--- What you will do ---
Lines holding the word "cycles" must be located in the listing below and copied.
++++ Working data
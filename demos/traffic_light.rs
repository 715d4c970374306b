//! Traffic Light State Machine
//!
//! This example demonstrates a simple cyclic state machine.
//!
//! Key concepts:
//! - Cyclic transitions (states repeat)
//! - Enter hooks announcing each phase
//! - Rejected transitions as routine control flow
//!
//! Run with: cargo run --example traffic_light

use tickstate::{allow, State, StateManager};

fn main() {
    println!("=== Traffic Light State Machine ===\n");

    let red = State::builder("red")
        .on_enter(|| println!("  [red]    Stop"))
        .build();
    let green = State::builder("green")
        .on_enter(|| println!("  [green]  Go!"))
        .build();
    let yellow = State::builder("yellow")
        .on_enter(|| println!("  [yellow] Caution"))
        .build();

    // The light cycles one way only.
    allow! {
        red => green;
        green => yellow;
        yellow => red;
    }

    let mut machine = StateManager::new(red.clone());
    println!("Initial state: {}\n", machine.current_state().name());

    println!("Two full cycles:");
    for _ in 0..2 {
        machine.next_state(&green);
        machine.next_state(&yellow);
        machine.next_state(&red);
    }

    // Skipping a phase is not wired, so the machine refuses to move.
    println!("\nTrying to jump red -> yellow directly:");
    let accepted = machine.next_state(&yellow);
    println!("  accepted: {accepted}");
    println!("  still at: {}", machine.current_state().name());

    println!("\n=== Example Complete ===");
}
++++++++
++++ Working data
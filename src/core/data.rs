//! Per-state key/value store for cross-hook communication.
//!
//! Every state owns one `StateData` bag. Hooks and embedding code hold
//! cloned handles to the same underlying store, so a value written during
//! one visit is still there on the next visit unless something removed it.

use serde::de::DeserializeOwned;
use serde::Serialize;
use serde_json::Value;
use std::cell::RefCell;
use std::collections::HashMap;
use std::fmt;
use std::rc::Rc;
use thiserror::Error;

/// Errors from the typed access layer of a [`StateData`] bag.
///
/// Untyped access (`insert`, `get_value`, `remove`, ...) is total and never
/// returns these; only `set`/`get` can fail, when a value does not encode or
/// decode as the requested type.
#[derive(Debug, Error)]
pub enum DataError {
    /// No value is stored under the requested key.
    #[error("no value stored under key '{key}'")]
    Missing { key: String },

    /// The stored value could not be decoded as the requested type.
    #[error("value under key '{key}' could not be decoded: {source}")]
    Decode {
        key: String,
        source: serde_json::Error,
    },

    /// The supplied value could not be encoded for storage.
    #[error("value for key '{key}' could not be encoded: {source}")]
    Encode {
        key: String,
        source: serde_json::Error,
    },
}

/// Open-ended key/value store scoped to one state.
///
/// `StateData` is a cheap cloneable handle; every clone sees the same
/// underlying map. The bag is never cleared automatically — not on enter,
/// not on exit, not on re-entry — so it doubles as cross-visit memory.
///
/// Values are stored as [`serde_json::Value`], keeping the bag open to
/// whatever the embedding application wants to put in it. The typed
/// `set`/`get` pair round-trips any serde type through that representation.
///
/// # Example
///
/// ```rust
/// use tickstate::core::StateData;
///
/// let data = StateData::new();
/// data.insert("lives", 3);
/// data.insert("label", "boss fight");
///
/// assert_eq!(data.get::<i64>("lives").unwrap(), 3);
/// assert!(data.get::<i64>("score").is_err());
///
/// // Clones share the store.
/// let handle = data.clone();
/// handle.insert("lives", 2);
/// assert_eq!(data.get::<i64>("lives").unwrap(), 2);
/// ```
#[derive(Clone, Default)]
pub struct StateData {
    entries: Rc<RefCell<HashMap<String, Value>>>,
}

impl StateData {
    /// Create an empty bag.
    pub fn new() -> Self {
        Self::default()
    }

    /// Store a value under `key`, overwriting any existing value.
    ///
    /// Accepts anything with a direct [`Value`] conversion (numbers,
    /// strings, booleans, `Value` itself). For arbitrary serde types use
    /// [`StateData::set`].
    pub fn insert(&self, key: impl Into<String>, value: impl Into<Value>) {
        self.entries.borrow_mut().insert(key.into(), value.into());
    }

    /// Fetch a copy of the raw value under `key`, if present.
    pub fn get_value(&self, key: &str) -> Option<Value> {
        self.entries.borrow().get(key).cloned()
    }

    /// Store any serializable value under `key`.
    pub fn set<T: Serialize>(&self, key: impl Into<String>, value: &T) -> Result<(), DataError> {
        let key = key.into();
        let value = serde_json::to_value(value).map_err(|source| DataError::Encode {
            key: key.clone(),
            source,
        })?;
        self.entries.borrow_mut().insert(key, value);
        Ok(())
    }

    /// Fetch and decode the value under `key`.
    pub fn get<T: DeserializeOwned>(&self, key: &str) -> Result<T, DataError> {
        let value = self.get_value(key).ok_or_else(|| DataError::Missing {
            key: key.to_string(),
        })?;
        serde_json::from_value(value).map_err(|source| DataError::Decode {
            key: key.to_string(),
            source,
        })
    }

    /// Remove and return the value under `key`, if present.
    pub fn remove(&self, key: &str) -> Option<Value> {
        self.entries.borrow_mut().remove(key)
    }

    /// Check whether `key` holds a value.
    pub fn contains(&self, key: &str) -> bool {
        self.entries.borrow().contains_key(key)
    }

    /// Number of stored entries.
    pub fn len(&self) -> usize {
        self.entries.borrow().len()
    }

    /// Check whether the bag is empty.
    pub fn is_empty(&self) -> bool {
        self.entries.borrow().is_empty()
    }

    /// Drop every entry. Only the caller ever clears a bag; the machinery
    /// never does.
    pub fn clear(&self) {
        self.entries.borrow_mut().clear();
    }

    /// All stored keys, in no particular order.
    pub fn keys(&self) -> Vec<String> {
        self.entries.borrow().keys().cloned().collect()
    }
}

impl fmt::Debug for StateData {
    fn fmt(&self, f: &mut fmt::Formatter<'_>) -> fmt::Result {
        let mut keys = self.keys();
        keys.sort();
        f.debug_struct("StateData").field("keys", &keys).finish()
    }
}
++++++++
--- Answer below ---
    // The light cycles one way only.
    println!("Two full cycles:");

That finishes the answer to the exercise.